# [About this task]
Within the entries below, the lines from the one with "into plain text." through the one with "#[instrument(skip(self, bytes), fields(size" are to be set down exactly, both ends kept.

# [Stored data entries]
◆ ◆ ◆

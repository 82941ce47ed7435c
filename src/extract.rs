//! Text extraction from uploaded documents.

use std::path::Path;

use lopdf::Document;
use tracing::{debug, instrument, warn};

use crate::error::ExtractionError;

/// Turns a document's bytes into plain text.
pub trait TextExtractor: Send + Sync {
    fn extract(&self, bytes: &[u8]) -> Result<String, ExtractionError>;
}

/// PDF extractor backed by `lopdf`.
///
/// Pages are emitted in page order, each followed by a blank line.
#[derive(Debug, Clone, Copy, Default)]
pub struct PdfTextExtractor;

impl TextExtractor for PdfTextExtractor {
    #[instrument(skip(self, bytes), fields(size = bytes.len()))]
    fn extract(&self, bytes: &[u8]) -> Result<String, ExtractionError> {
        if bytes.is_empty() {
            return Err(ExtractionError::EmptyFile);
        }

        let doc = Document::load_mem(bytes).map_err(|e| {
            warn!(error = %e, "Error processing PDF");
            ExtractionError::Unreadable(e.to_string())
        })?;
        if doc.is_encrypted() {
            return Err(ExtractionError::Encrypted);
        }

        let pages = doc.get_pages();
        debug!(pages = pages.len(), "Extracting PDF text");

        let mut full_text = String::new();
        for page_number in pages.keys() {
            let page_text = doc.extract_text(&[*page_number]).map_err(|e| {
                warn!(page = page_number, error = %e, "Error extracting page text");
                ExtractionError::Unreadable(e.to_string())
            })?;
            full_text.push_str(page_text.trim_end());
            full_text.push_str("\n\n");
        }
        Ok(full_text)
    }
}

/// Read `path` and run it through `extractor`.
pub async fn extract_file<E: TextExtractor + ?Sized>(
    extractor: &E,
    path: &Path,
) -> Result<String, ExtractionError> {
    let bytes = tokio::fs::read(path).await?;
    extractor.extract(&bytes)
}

◆ ◆ ◆

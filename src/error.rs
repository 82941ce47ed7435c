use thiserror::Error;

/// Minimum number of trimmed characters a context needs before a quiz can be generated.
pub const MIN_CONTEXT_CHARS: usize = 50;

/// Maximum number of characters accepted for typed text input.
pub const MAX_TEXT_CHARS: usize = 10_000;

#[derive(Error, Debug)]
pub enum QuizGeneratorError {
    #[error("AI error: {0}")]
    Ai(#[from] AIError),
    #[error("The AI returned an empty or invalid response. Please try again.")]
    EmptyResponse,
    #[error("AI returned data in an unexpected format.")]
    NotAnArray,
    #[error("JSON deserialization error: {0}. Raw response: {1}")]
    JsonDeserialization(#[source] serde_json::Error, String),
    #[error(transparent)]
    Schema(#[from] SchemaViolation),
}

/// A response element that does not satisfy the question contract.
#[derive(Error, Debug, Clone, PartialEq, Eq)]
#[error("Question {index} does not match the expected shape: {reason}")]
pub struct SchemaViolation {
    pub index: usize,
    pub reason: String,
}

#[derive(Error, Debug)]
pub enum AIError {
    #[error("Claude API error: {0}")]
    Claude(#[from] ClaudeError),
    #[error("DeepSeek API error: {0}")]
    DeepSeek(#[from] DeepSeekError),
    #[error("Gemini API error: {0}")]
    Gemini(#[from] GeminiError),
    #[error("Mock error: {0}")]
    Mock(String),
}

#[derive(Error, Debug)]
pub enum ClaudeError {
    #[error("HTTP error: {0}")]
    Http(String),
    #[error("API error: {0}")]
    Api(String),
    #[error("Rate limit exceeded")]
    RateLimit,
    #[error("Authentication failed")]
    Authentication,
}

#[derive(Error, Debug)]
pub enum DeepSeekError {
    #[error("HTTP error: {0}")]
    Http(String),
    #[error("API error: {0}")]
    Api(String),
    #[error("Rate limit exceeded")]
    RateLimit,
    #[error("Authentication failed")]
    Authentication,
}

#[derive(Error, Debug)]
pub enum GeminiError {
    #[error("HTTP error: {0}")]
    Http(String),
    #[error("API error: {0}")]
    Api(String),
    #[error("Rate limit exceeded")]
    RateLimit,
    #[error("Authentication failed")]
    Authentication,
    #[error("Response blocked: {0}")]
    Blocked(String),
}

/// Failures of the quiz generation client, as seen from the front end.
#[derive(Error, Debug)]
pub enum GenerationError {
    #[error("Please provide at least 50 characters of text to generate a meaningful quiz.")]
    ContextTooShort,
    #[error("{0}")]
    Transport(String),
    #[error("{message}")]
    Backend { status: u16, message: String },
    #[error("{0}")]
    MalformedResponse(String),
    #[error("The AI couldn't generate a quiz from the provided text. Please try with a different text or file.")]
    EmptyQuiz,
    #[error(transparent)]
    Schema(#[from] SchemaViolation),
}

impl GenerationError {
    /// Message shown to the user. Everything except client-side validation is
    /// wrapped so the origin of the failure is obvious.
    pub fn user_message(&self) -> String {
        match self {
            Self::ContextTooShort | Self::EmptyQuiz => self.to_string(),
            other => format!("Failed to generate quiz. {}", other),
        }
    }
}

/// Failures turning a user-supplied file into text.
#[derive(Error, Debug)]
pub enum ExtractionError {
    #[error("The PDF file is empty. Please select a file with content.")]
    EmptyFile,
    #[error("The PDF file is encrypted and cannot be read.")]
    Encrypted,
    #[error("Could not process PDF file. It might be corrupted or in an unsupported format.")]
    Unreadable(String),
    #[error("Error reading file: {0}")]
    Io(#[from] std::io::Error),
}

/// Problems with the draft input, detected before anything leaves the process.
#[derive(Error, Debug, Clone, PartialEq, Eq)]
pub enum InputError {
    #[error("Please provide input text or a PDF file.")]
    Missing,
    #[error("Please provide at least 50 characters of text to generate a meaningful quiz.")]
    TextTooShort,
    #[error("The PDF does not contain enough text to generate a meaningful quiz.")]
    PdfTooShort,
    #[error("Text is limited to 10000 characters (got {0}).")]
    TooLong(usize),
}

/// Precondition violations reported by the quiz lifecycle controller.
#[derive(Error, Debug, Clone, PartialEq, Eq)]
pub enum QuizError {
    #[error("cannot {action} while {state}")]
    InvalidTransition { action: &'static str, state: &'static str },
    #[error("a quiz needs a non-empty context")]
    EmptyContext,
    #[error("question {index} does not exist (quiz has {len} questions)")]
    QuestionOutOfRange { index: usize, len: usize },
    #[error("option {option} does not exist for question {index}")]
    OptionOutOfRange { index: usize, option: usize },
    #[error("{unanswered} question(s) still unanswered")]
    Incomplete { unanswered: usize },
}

◆ ◆ ◆

# [Written solution]
/// Turns a document's bytes into plain text.
pub trait TextExtractor: Send + Sync {
    fn extract(&self, bytes: &[u8]) -> Result<String, ExtractionError>;
}

/// PDF extractor backed by `lopdf`.
///
/// Pages are emitted in page order, each followed by a blank line.
#[derive(Debug, Clone, Copy, Default)]
pub struct PdfTextExtractor;

impl TextExtractor for PdfTextExtractor {
    #[instrument(skip(self, bytes), fields(size = bytes.len()))]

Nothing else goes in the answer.